§ **What the task requires**:
Below are some entries. Copy each line in them that holds "Clone".

Saved entries:
━━━━━━
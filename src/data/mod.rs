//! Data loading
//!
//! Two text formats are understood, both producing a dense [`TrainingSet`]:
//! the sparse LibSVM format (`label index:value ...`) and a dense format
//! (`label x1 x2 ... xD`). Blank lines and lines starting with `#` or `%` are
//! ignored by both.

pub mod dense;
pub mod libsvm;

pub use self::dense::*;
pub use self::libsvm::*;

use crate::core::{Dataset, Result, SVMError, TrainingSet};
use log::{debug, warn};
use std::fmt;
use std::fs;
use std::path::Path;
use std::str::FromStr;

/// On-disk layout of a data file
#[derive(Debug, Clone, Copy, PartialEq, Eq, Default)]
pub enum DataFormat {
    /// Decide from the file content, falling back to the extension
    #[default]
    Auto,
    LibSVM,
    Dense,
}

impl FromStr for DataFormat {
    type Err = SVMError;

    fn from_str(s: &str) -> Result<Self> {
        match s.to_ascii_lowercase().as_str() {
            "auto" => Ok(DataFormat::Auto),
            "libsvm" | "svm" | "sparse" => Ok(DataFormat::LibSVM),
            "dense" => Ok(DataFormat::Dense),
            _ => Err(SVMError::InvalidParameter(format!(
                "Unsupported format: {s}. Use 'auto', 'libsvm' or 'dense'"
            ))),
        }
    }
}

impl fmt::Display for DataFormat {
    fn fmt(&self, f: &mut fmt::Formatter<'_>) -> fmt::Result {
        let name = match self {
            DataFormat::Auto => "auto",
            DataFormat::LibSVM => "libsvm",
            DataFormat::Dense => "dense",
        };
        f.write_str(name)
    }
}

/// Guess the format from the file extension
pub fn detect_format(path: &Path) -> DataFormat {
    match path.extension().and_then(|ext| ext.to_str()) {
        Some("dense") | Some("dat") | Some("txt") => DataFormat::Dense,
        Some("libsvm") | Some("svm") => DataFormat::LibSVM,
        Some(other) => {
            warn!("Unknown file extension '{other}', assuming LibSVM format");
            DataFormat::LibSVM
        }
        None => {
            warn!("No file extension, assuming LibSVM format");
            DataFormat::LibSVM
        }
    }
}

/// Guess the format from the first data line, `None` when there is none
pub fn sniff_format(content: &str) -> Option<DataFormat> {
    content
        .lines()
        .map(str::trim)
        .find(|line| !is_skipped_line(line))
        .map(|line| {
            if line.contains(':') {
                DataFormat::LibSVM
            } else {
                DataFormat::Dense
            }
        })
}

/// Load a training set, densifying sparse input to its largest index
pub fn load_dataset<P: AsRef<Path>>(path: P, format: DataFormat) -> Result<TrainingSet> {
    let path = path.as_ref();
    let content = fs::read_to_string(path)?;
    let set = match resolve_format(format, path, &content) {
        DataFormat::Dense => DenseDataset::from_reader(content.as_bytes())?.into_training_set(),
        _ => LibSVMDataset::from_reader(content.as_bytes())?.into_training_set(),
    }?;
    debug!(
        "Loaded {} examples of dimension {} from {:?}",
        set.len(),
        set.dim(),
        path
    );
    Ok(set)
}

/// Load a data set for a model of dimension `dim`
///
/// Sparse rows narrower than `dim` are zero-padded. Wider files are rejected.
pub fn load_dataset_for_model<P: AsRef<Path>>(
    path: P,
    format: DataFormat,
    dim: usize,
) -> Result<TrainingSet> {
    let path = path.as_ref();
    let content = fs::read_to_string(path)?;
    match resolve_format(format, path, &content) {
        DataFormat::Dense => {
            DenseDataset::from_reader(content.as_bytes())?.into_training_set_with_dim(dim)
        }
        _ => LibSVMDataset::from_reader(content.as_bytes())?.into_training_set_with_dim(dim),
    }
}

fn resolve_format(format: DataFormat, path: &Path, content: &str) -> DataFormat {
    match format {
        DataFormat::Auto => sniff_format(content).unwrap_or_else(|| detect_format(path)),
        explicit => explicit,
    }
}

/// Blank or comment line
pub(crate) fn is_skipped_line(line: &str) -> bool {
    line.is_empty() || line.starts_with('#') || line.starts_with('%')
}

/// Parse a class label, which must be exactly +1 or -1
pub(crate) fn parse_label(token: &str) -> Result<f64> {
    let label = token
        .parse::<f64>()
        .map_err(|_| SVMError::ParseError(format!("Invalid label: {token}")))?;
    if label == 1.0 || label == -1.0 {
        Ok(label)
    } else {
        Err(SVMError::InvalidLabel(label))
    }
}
━━━━━━
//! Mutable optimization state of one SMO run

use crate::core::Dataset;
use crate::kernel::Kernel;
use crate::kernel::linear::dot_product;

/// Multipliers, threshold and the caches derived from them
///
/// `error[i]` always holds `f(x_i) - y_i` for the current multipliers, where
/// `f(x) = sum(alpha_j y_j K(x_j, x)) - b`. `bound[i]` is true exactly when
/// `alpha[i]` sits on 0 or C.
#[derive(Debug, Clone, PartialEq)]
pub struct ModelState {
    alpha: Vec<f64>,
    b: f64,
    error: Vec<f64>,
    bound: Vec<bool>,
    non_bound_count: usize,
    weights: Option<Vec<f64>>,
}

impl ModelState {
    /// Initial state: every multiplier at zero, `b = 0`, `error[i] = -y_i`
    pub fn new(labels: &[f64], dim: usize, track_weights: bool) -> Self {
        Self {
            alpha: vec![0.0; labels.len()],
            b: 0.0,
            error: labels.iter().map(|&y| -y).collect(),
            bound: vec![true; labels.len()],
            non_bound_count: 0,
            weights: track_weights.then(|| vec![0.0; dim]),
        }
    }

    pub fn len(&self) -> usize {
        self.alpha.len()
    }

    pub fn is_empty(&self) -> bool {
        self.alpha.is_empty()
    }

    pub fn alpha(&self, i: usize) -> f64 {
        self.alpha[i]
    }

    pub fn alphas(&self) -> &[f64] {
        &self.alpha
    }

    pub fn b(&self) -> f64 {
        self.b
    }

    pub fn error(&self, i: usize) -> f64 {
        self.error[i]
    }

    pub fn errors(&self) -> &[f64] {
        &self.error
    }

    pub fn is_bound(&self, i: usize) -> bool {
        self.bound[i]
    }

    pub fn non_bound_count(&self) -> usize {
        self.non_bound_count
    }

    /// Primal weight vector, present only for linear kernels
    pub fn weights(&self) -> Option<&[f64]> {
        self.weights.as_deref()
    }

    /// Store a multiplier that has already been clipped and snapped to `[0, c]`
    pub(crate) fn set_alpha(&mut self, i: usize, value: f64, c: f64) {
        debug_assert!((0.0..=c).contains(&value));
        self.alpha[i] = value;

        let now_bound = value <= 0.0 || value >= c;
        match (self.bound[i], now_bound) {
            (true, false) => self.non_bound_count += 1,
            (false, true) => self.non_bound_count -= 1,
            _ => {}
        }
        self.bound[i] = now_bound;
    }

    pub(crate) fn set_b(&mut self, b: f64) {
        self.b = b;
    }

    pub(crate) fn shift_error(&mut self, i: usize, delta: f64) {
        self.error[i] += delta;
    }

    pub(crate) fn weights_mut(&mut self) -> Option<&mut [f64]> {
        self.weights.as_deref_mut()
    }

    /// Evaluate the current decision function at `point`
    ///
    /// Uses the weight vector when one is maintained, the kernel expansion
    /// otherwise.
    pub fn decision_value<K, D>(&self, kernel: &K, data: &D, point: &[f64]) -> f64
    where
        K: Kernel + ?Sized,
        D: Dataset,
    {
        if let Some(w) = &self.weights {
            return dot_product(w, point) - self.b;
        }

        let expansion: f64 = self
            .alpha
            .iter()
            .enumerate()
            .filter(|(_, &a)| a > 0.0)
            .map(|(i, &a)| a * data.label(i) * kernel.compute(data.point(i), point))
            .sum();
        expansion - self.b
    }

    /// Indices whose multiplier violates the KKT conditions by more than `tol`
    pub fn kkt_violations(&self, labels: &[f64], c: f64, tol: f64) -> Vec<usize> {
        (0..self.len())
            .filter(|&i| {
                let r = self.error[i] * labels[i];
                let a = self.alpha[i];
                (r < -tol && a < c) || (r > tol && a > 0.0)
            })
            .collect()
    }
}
━━━━━━
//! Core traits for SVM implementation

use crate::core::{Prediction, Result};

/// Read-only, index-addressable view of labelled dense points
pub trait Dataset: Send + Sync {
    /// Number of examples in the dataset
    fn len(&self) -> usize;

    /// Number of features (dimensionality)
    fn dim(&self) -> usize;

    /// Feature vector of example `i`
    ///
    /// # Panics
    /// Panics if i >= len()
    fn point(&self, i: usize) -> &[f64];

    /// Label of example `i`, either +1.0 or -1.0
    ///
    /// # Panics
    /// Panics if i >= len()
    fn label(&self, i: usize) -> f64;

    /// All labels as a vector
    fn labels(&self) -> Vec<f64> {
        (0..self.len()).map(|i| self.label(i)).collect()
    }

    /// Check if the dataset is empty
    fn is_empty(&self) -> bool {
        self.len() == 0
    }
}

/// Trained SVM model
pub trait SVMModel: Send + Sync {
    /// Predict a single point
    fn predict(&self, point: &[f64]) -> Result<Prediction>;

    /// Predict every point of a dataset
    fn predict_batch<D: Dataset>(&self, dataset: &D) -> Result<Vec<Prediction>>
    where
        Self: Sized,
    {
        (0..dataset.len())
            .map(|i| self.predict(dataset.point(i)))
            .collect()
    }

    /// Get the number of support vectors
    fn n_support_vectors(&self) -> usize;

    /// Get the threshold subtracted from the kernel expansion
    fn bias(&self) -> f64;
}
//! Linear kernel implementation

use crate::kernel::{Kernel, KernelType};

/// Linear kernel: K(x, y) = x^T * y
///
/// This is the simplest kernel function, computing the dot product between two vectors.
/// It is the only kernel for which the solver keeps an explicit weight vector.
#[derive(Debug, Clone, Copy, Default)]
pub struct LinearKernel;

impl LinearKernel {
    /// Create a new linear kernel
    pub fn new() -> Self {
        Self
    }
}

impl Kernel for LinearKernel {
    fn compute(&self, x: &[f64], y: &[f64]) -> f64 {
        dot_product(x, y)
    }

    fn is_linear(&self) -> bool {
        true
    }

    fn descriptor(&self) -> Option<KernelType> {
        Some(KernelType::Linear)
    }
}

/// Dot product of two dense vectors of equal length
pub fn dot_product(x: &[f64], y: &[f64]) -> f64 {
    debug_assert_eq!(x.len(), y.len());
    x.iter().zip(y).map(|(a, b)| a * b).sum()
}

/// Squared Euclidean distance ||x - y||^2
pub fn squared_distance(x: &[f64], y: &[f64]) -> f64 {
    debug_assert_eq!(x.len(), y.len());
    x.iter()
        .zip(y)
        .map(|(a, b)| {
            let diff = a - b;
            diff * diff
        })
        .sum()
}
━━━━━━
§ **Answer for this exercise**:
#[derive(Debug, Clone, Copy, PartialEq, Eq, Default)]
#[derive(Debug, Clone, PartialEq)]
#[derive(Debug, Clone, Copy, Default)]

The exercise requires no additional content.